//! Startup configuration for the indicator
//!
//! [`IndicatorSettings`] is what the board or stored configuration provides;
//! it may hold anything. [`IndicatorConfig`] is the validated form the rest
//! of the crate runs on: it is built once and every value is clamped into
//! its documented range.

use std::fmt;

use log::debug;
use serde::de::{self, Deserializer, Visitor};
use serde::{Deserialize, Serialize};

pub const MIN_LED_COUNT: usize = 1;
/// Limited for power reasons
pub const MAX_LED_COUNT: usize = 10;
pub const MIN_BLINK_DURATION_MS: u32 = 100;
pub const MAX_BLINK_DURATION_MS: u32 = 5000;
pub const MIN_BRIGHTNESS: u8 = 1;

/// Per-class alert enable flags
#[derive(Debug, Clone, Copy, PartialEq, Eq)]
#[allow(clippy::struct_excessive_bools)] // Independent switches, one per alert class
pub struct AlertFlags {
    pub text_messages: bool,
    pub position: bool,
    pub admin: bool,
    pub telemetry: bool,
    pub duplicates: bool,
    pub others: bool,
}

impl Default for AlertFlags {
    fn default() -> Self {
        Self {
            text_messages: true,
            position: true,
            admin: true,
            telemetry: true,
            duplicates: true,
            others: true,
        }
    }
}

/// Raw indicator options as provided by the board or stored configuration.
#[derive(Debug, Clone, PartialEq, Eq, Serialize, Deserialize)]
#[allow(clippy::struct_excessive_bools)]
pub struct IndicatorSettings {
    /// Master switch; when false the module never schedules itself
    #[serde(default = "default_true")]
    pub enabled: bool,
    /// Strip data pin; opaque to the library
    #[serde(default = "default_data_pin")]
    pub data_pin: u8,
    #[serde(default = "default_led_count", deserialize_with = "saturating_int")]
    pub led_count: i64,
    #[serde(default = "default_blink_duration_ms", deserialize_with = "saturating_int")]
    pub blink_duration_ms: i64,
    #[serde(default = "default_brightness", deserialize_with = "saturating_int")]
    pub brightness: i64,
    #[serde(default = "default_true")]
    pub alert_text_messages: bool,
    #[serde(default = "default_true")]
    pub alert_position: bool,
    #[serde(default = "default_true")]
    pub alert_admin: bool,
    #[serde(default = "default_true")]
    pub alert_telemetry: bool,
    #[serde(default = "default_true")]
    pub alert_duplicates: bool,
    #[serde(default = "default_true")]
    pub alert_others: bool,
}

const fn default_true() -> bool {
    true
}

const fn default_data_pin() -> u8 {
    12
}

const fn default_led_count() -> i64 {
    1
}

const fn default_blink_duration_ms() -> i64 {
    500
}

/// 25% to avoid excessive power draw
const fn default_brightness() -> i64 {
    64
}

/// Accept any JSON number for the numeric settings, saturating at the `i64`
/// bounds, so every stored value reaches clamping instead of failing the
/// whole document.
fn saturating_int<'de, D: Deserializer<'de>>(deserializer: D) -> Result<i64, D::Error> {
    struct SaturatingInt;

    impl Visitor<'_> for SaturatingInt {
        type Value = i64;

        fn expecting(&self, f: &mut fmt::Formatter<'_>) -> fmt::Result {
            f.write_str("a number")
        }

        fn visit_i64<E: de::Error>(self, v: i64) -> Result<i64, E> {
            Ok(v)
        }

        fn visit_u64<E: de::Error>(self, v: u64) -> Result<i64, E> {
            Ok(i64::try_from(v).unwrap_or(i64::MAX))
        }

        // Float to int casts saturate, NaN becomes 0
        #[allow(clippy::cast_possible_truncation)]
        fn visit_f64<E: de::Error>(self, v: f64) -> Result<i64, E> {
            Ok(v as i64)
        }
    }

    deserializer.deserialize_i64(SaturatingInt)
}

/// Clamp a raw setting into `[min, max]`, including values that don't fit `T`.
fn clamp_setting<T>(name: &str, value: i64, min: T, max: T) -> T
where
    T: Copy + Ord + fmt::Display + TryFrom<i64>,
{
    let clamped = match T::try_from(value) {
        Ok(v) => v.clamp(min, max),
        Err(_) if value < 0 => min,
        Err(_) => max,
    };
    if T::try_from(value).ok() != Some(clamped) {
        debug!("Clamping {name} from {value} to {clamped}");
    }
    clamped
}

impl Default for IndicatorSettings {
    fn default() -> Self {
        Self {
            enabled: true,
            data_pin: default_data_pin(),
            led_count: default_led_count(),
            blink_duration_ms: default_blink_duration_ms(),
            brightness: default_brightness(),
            alert_text_messages: true,
            alert_position: true,
            alert_admin: true,
            alert_telemetry: true,
            alert_duplicates: true,
            alert_others: true,
        }
    }
}

impl IndicatorSettings {
    #[must_use]
    pub const fn alert_flags(&self) -> AlertFlags {
        AlertFlags {
            text_messages: self.alert_text_messages,
            position: self.alert_position,
            admin: self.alert_admin,
            telemetry: self.alert_telemetry,
            duplicates: self.alert_duplicates,
            others: self.alert_others,
        }
    }
}

/// Validated, immutable indicator configuration.
#[derive(Debug, Clone, Copy, PartialEq, Eq)]
pub struct IndicatorConfig {
    pub enabled: bool,
    pub data_pin: u8,
    /// In `[1, 10]`
    pub led_count: usize,
    /// In `[100, 5000]`
    pub blink_duration_ms: u32,
    /// In `[1, 255]`
    pub brightness: u8,
    pub alerts: AlertFlags,
}

impl IndicatorConfig {
    /// Clamp raw settings into range. Never fails.
    #[must_use]
    pub fn from_settings(settings: &IndicatorSettings) -> Self {
        let led_count =
            clamp_setting("led_count", settings.led_count, MIN_LED_COUNT, MAX_LED_COUNT);
        let blink_duration_ms = clamp_setting(
            "blink_duration_ms",
            settings.blink_duration_ms,
            MIN_BLINK_DURATION_MS,
            MAX_BLINK_DURATION_MS,
        );
        let brightness = clamp_setting("brightness", settings.brightness, MIN_BRIGHTNESS, u8::MAX);

        Self {
            enabled: settings.enabled,
            data_pin: settings.data_pin,
            led_count,
            blink_duration_ms,
            brightness,
            alerts: settings.alert_flags(),
        }
    }
}

impl Default for IndicatorConfig {
    fn default() -> Self {
        Self::from_settings(&IndicatorSettings::default())
    }
}
use std::env;
use std::process::Command;

fn main() {
    embuild::espidf::sysenv::output();

    // Full git version for the boot banner (e.g. "v0.1.0-3-gabcdef")
    let git_version = Command::new("git")
        .args(["describe", "--tags", "--always"])
        .output()
        .ok()
        .filter(|o| o.status.success())
        .and_then(|o| String::from_utf8(o.stdout).ok())
        .or_else(|| env::var("CARGO_PKG_VERSION").ok())
        .unwrap_or_default();
    println!("cargo:rustc-env=GIT_VERSION={}", git_version.trim());
    println!("cargo:rerun-if-changed=../.git/HEAD");
    println!("cargo:rerun-if-changed=../.git/refs/tags");
}
use anyhow::Result;
use esp_idf_hal::delay::FreeRtos;
use esp_idf_hal::gpio::AnyIOPin;
use esp_idf_hal::prelude::*;
use esp_idf_svc::nvs::EspDefaultNvsPartition;
use log::{info, warn};
use meshblink_lib::{spawn_indicator_task, IndicatorModule, IndicatorTaskContext};

mod config;
mod leds;

use config::Config;

fn main() -> Result<()> {
    // It is necessary to call this function once. Otherwise some patches to the runtime
    // implemented by esp-idf-sys might not link properly. See https://github.com/esp-rs/esp-idf-template/issues/71
    esp_idf_svc::sys::link_patches();

    // Bind the log crate to the ESP Logging facilities
    esp_idf_svc::log::EspLogger::initialize_default();

    info!("Starting meshblink firmware {}...", env!("GIT_VERSION"));

    let peripherals = Peripherals::take()?;
    let nvs = EspDefaultNvsPartition::take()?;

    config::init_nvs(nvs)?;
    let config = Config::load_or_default();

    let level = config.log_level.as_level_filter();
    if let Err(e) = esp_idf_svc::log::set_target_level("*", level) {
        warn!("Failed to set log level: {e}");
    } else {
        info!("Log level set to {:?}", config.log_level);
    }

    let data_pin = config.indicator.data_pin;
    info!("Initializing LED strip on GPIO {data_pin}...");
    // SAFETY: We trust the configured GPIO pin number is valid for this board
    let pin = unsafe { AnyIOPin::new(i32::from(data_pin)) };
    // Without a strip the indicator disables itself on its first tick
    let surface = match leds::create_strip(
        pin,
        peripherals.rmt.channel0,
        config.rmt_mem_blocks,
        config.strip_len,
    ) {
        Ok(strip) => Some(strip),
        Err(e) => {
            warn!("LED strip unavailable: {e:?}");
            None
        }
    };

    // Paints the configured ambient lighting before its first tick. The mesh
    // stack attaches through the handle's sender and router stats.
    let _indicator = spawn_indicator_task(IndicatorTaskContext {
        module: IndicatorModule::new(config.indicator.clone(), surface),
        node_num: config.node_num,
        ambient: config.ambient,
    })?;
    info!(
        "Indicator task started, ambient {} at brightness {}",
        config.ambient.color(),
        config.ambient.brightness
    );

    info!("All systems running!");

    // Main loop - keep alive
    loop {
        FreeRtos::delay_ms(1000);
    }
}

= = =

• [Task prompt] Go through the entries above, and wherever a line holds the word "ambient", copy that line.

• [Written answer]
    // Paints the configured ambient lighting before its first tick. The mesh
        ambient: config.ambient,
        "Indicator task started, ambient {} at brightness {}",
        config.ambient.color(),
        config.ambient.brightness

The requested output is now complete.